The transceiver circuits 320, 420 are operative to communicate with one or more other transceivers via a Radio Access Network (RAN) according to one or more communication protocols known in the art or that may be developed, such as IEEE 802. xx, CDMA, WCDMA, GSM, LTE, UTRAN, WiMax, NB-loT, or the like. The transceiver circuits 320, 420 implement transmitter and receiver functionality appropriate to the RAN links (e.g., frequency allocations and the like). The transmitter and receiver functions may share circuit components and/or software, or alternatively may be implemented separately. The communication circuitry 460 may comprise a receiver and transmitter interface used to communicate with one or more other nodes over a communication network according to one or more communication protocols known in the art or that may be developed, such as Ethernet, TCP/IP, SONET, ATM, IMS, SIP, or the like. The communication circuits 28 implement receiver and transmitter functionality appropriate to the communication network links (e.g., optical, electrical, and the like). The transmitter and receiver functions may share circuit components and/or software, or alternatively may be implemented separately.
Those skilled in the art will also appreciate that embodiments herein further include corresponding computer programs. A computer program comprises instructions which, when executed on at least one processor of an apparatus, cause the apparatus to carry out any of the respective processing described above. A computer program in this regard may comprise one or more code modules corresponding to the means or units described above.
Embodiments further include a carrier containing such a computer program.

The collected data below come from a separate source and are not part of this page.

use backoffice_core::{update, Msg, PageState, Resource};

#[test]
fn update_is_noop() {
    let state = PageState::new(Resource::Annonces);
    let (next, effects) = update(state.clone(), Msg::NoOp);

    assert_eq!(state, next);
    assert!(effects.is_empty());
}

#[test]
fn reselecting_the_same_resource_is_noop() {
    let state = PageState::new(Resource::Dons);
    let (next, effects) = update(state.clone(), Msg::ResourceSelected(Resource::Dons));

    assert_eq!(state, next);
    assert!(effects.is_empty());
}

#[test]
fn dismissing_nothing_keeps_state_clean() {
    let mut state = PageState::new(Resource::Roles);
    assert!(!state.consume_dirty());
    let (mut next, _) = update(state, Msg::NoticeDismissed);
    let dirty_after_notice = next.consume_dirty();
    let (mut next, _) = update(next, Msg::ErrorDismissed);

    assert!(!dirty_after_notice);
    assert!(!next.consume_dirty());
}
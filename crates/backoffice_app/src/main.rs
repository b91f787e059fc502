mod commands;
mod config;
mod effects;
mod logging;
mod render;
mod session;

use std::io::{self, BufRead, Write};
use std::time::Duration;

use anyhow::Context;
use backoffice_core::{Msg, PageState};
use backoffice_logging::bo_info;

use crate::commands::{Command, HELP};
use crate::config::AppConfig;
use crate::effects::EffectRunner;
use crate::session::Session;

/// Extra time granted on top of the request timeout when waiting for a batch.
const SETTLE_MARGIN: Duration = Duration::from_secs(5);

fn main() -> anyhow::Result<()> {
    let config = AppConfig::load().context("loading configuration")?;
    let level = config.log_level()?;
    logging::initialize(config.log_destination, level);
    bo_info!(
        "Starting back-office on {} ({}, {} rows per page)",
        config.api.base_url,
        config.resource,
        config.page_size
    );

    let runner = EffectRunner::new(config.client_settings()).context("creating the API client")?;
    let state = PageState::new(config.resource).with_page_size(config.page_size);
    let mut session = Session::new(state, runner);
    for msg in config.initial_messages()? {
        session.dispatch(msg);
    }

    let settle_timeout = Duration::from_millis(config.api.request_timeout_ms) + SETTLE_MARGIN;
    session.dispatch(Msg::RefreshRequested);
    session.settle(settle_timeout);
    print_view(&mut session)?;

    let stdin = io::stdin();
    for line in stdin.lock().lines() {
        let line = line.context("reading a command")?;
        match commands::parse(&line) {
            Ok(Command::Quit) => break,
            Ok(Command::Help) => println!("{HELP}"),
            Ok(Command::Show) => print_view(&mut session)?,
            Ok(Command::Step(delta)) => {
                let current = session.view().current_page;
                let target = current.saturating_add_signed(delta).max(1);
                session.dispatch(Msg::PageRequested(target));
                print_view(&mut session)?;
            }
            Ok(Command::Dismiss) => {
                session.dispatch(Msg::ErrorDismissed);
                session.dispatch(Msg::NoticeDismissed);
                print_view(&mut session)?;
            }
            Ok(Command::Dispatch(msg)) => {
                session.dispatch(msg);
                session.settle(settle_timeout);
                if session.take_changed() {
                    print_view(&mut session)?;
                }
            }
            Err(err) => eprintln!("{err}"),
        }
    }

    bo_info!("Back-office session closed");
    Ok(())
}

fn print_view(session: &mut Session) -> anyhow::Result<()> {
    session.take_changed();
    let mut stdout = io::stdout().lock();
    write!(stdout, "{}", render::render(&session.view()))?;
    stdout.flush()?;
    Ok(())
}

This carrier may comprise one of an electronic signal, optical signal, radio signal, or computer readable storage medium.

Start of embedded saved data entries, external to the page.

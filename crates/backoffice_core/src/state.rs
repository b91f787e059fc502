use std::collections::{BTreeMap, BTreeSet};

use crate::bulk::BulkPhase;
use crate::paginate::{clamp_page, paginate, PageSpec};
use crate::query::{apply_indices, FilterCriteria, SortSpec};
use crate::view_model::{PageViewModel, RowView};
use crate::{ActionKind, CanonicalItem, Patch, Resource, Selection};

/// State of one administrative list page.
///
/// The filtered/sorted order is memoized as indices into `items` and rebuilt
/// whenever the list, the criteria or the sort change.
#[derive(Debug, Clone, PartialEq, Default)]
pub struct PageState {
    resource: Resource,
    items: Vec<CanonicalItem>,
    criteria: FilterCriteria,
    sort: Option<SortSpec>,
    page: PageSpec,
    selection: Selection,
    filtered: Vec<usize>,
    generation: u64,
    list_loading: bool,
    /// Last ticket handed to a row or bulk action.
    ticket: u64,
    /// Rows with a request in flight, keyed to that request's ticket.
    busy_rows: BTreeMap<String, u64>,
    bulk_phase: BulkPhase,
    bulk_ticket: Option<u64>,
    error: Option<String>,
    notice: Option<String>,
    dirty: bool,
}

impl PageState {
    pub fn new(resource: Resource) -> Self {
        Self {
            resource,
            ..Self::default()
        }
    }

    pub fn with_page_size(mut self, page_size: usize) -> Self {
        self.page = PageSpec::new(1, page_size);
        self
    }

    pub fn resource(&self) -> Resource {
        self.resource
    }

    pub fn items(&self) -> &[CanonicalItem] {
        &self.items
    }

    pub fn item(&self, id: &str) -> Option<&CanonicalItem> {
        self.items.iter().find(|item| item.id == id)
    }

    pub fn criteria(&self) -> &FilterCriteria {
        &self.criteria
    }

    pub fn sort(&self) -> Option<&SortSpec> {
        self.sort.as_ref()
    }

    pub fn page(&self) -> PageSpec {
        self.page
    }

    pub fn selection(&self) -> &Selection {
        &self.selection
    }

    pub fn generation(&self) -> u64 {
        self.generation
    }

    pub fn is_list_loading(&self) -> bool {
        self.list_loading
    }

    pub fn is_row_busy(&self, id: &str) -> bool {
        self.busy_rows.contains_key(id)
    }

    pub fn bulk_phase(&self) -> BulkPhase {
        self.bulk_phase
    }

    pub fn error(&self) -> Option<&str> {
        self.error.as_deref()
    }

    pub fn notice(&self) -> Option<&str> {
        self.notice.as_deref()
    }

    /// True while a list fetch, row action or bulk action is in flight.
    pub fn is_busy(&self) -> bool {
        self.list_loading || !self.busy_rows.is_empty() || self.bulk_phase == BulkPhase::Running
    }

    pub fn filtered_len(&self) -> usize {
        self.filtered.len()
    }

    /// Ids of the rows on the current page.
    pub fn visible_ids(&self) -> Vec<String> {
        let page = paginate(&self.filtered, self.page);
        page.items
            .iter()
            .map(|index| self.items[*index].id.clone())
            .collect()
    }

    /// Selected items that still exist in the list, in list order.
    pub fn selected_items(&self) -> Vec<CanonicalItem> {
        self.items
            .iter()
            .filter(|item| self.selection.is_selected(&item.id))
            .cloned()
            .collect()
    }

    pub fn view(&self) -> PageViewModel {
        let page = paginate(&self.filtered, self.page);
        let rows: Vec<RowView> = page
            .items
            .iter()
            .map(|index| {
                let item = &self.items[*index];
                RowView::from_item(
                    item,
                    self.selection.is_selected(&item.id),
                    self.busy_rows.contains_key(&item.id),
                )
            })
            .collect();
        let visible: Vec<&str> = rows.iter().map(|row| row.id.as_str()).collect();
        let statuses: BTreeSet<&str> = self.items.iter().map(|item| item.status.as_str()).collect();

        PageViewModel {
            resource: self.resource,
            all_visible_selected: self.selection.is_all_visible_selected(&visible),
            rows,
            total_items: self.items.len(),
            filtered_count: self.filtered.len(),
            total_pages: page.total_pages,
            current_page: page.clamped_page,
            page_size: self.page.page_size,
            selected_count: self.selection.len(),
            list_loading: self.list_loading,
            bulk_phase: self.bulk_phase,
            error: self.error.clone(),
            notice: self.notice.clone(),
            statuses: statuses.into_iter().map(str::to_string).collect(),
            dirty: self.dirty,
        }
    }

    /// Returns whether anything changed since the last call, and resets the flag.
    pub fn consume_dirty(&mut self) -> bool {
        std::mem::take(&mut self.dirty)
    }

    pub(crate) fn mark_dirty(&mut self) {
        self.dirty = true;
    }

    /// Starts over on another resource. The generation and ticket counters
    /// carry on so answers for the previous resource stay stale.
    pub(crate) fn switch_resource(&mut self, resource: Resource) {
        let page_size = self.page.page_size;
        let generation = self.generation;
        let ticket = self.ticket;
        *self = Self::new(resource).with_page_size(page_size);
        self.generation = generation;
        self.ticket = ticket;
        self.mark_dirty();
    }

    /// Starts a new list fetch and returns its generation. Responses
    /// carrying an older generation are ignored.
    pub(crate) fn begin_fetch(&mut self) -> u64 {
        self.generation += 1;
        self.list_loading = true;
        self.mark_dirty();
        self.generation
    }

    pub(crate) fn is_current_generation(&self, generation: u64) -> bool {
        generation == self.generation
    }

    pub(crate) fn replace_items(&mut self, items: Vec<CanonicalItem>) {
        self.items = items;
        self.list_loading = false;
        self.selection
            .retain_known(self.items.iter().map(|item| item.id.as_str()));
        self.busy_rows
            .retain(|id, _| self.items.iter().any(|item| &item.id == id));
        self.recompute();
        self.clamp_page();
        self.mark_dirty();
    }

    pub(crate) fn fetch_failed(&mut self, message: String) {
        self.list_loading = false;
        self.error = Some(message);
        self.mark_dirty();
    }

    pub(crate) fn criteria_mut(&mut self) -> &mut FilterCriteria {
        &mut self.criteria
    }

    /// Call after editing criteria: refilters and returns to page 1.
    pub(crate) fn criteria_changed(&mut self) {
        self.page.page_index = 1;
        self.recompute();
        self.mark_dirty();
    }

    pub(crate) fn reset_criteria(&mut self) {
        self.criteria = FilterCriteria::default();
        self.selection.clear();
        self.criteria_changed();
    }

    pub(crate) fn set_sort(&mut self, sort: Option<SortSpec>) {
        self.sort = sort;
        self.recompute();
        self.clamp_page();
        self.mark_dirty();
    }

    pub(crate) fn request_page(&mut self, page_index: usize) {
        let clamped = clamp_page(page_index, self.filtered.len(), self.page.page_size);
        if clamped != self.page.page_index {
            self.page.page_index = clamped;
            self.mark_dirty();
        }
    }

    pub(crate) fn set_page_size(&mut self, page_size: usize) {
        self.page = PageSpec::new(1, page_size);
        self.mark_dirty();
    }

    pub(crate) fn selection_mut(&mut self) -> &mut Selection {
        self.mark_dirty();
        &mut self.selection
    }

    fn next_ticket(&mut self) -> u64 {
        self.ticket += 1;
        self.ticket
    }

    /// Marks a row busy and returns the ticket its answer must echo, or
    /// `None` if the row already has a request in flight.
    pub(crate) fn begin_row_action(&mut self, id: &str) -> Option<u64> {
        if self.busy_rows.contains_key(id) {
            return None;
        }
        let ticket = self.next_ticket();
        self.busy_rows.insert(id.to_string(), ticket);
        self.mark_dirty();
        Some(ticket)
    }

    /// Releases the row if `ticket` is the request it is waiting for.
    /// Returns false for answers that belong to an earlier page.
    pub(crate) fn finish_row_action(&mut self, id: &str, ticket: u64) -> bool {
        if self.busy_rows.get(id) != Some(&ticket) {
            return false;
        }
        self.busy_rows.remove(id);
        self.mark_dirty();
        true
    }

    pub(crate) fn begin_bulk(&mut self) -> u64 {
        let ticket = self.next_ticket();
        self.bulk_ticket = Some(ticket);
        self.bulk_phase = BulkPhase::Running;
        self.mark_dirty();
        ticket
    }

    /// Moves a running bulk action to settled if `ticket` is the one it
    /// started with.
    pub(crate) fn finish_bulk(&mut self, ticket: u64) -> bool {
        if self.bulk_ticket != Some(ticket) {
            return false;
        }
        self.bulk_ticket = None;
        self.bulk_phase = BulkPhase::Settled;
        self.mark_dirty();
        true
    }

    pub(crate) fn set_error(&mut self, message: Option<String>) {
        self.error = message;
        self.mark_dirty();
    }

    pub(crate) fn set_notice(&mut self, message: Option<String>) {
        self.notice = message;
        self.mark_dirty();
    }

    /// Applies a confirmed action to the local copy of one item. Returns
    /// false when the id is no longer in the list.
    pub(crate) fn apply_confirmed(&mut self, id: &str, action: ActionKind) -> bool {
        let soft_delete = self.resource.soft_deletes();
        let Some(position) = self.items.iter().position(|item| item.id == id) else {
            return false;
        };
        if action.patch(&mut self.items[position], soft_delete) == Patch::Remove {
            self.items.remove(position);
            self.selection.retain_known(self.items.iter().map(|item| item.id.as_str()));
        }
        self.recompute();
        self.clamp_page();
        self.mark_dirty();
        true
    }

    fn recompute(&mut self) {
        self.filtered = apply_indices(&self.items, &self.criteria, self.sort.as_ref());
    }

    fn clamp_page(&mut self) {
        self.page.page_index =
            clamp_page(self.page.page_index, self.filtered.len(), self.page.page_size);
    }
}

In this regard, embodiments herein also include a computer program product stored on a non-transitory computer readable (storage or recording) medium and comprising instructions that, when executed by a processor of an apparatus, cause the apparatus to perform as described above.

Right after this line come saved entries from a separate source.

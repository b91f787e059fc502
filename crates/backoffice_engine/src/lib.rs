//! Back-office engine: REST access and effect execution.
mod bulk;
mod client;
mod endpoints;
mod engine;
mod types;

pub use bulk::{dispatch, dispatch_via_client};
pub use client::{ApiClient, ClientSettings, Method, ReqwestApiClient};
pub use endpoints::{action_request, execute_action, fetch_list, list_path, ActionRequest};
pub use engine::EngineHandle;
pub use types::{ApiError, EngineEvent};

Embodiments further include a computer program product comprising program code portions for performing the steps of any of the embodiments herein when the computer program product is executed by a computing device. This computer program product may be stored on a computer readable recording medium.
Additional embodiments will now be described. At least some of these embodiments may be described as applicable in certain contexts and/or wireless network types for illustrative purposes, but the embodiments are similarly applicable in other contexts and/or wireless network types not explicitly described.

Claims

1. A method (100) implemented in a wireless communication device (10, 300, 400) of detecting a radar signal, the method (100) comprising: receiving (110) the radar signal in parts over multiple, discontinuous time periods; correlating (120) each of two or more parts of the radar signal received in different ones of the discontinuous time periods with a reference signal to obtain partial correlation results; and combining (130) the partial correlation results for the two more discontinuous time periods to obtain a combined correlation result.
2. The method (100) of claim 1 , further comprising transmitting the parts of the radar signal between communication occasions.
3. The method (100) of claim 2, wherein transmitting the radar signal in parts between communication occasions comprises interrupting radar transmission for each of one or more communication occasions and resuming radar transmission following the communication occasion.
4. The method (100) of claim 1 or 2, where at least one of the discontinuous time periods overlaps a communication session.
5. The method (100) of any one of claims 1 - 4, wherein receiving the radar signal in parts over multiple, discontinuous time periods comprises maintaining phase coherence across two or more of the discontinuous time periods.
6. The method (100) of any one of claims 1 - 4 wherein correlating each of two or more parts of the radar signal received in different ones of the discontinuous time periods with a reference signal to obtain partial correlation results comprises phase-coherent correlation.
7. The method (100) of any one of claims 1 - 4 wherein correlating each of two or more parts of the radar signal received in different ones of the discontinuous time periods with a reference signal to obtain partial correlation results comprises amplitude-only correlation.
8. The method (100) of claim 6 or 7, wherein correlating each of two or more parts of the radar signal comprises, for each time period, multiplying samples of the radar signal received in the time period with corresponding reference samples in the reference signal according to a time delay hypothesis for a certain target distance and accumulating products of the multiplications to obtain the partial correlation result for the time period.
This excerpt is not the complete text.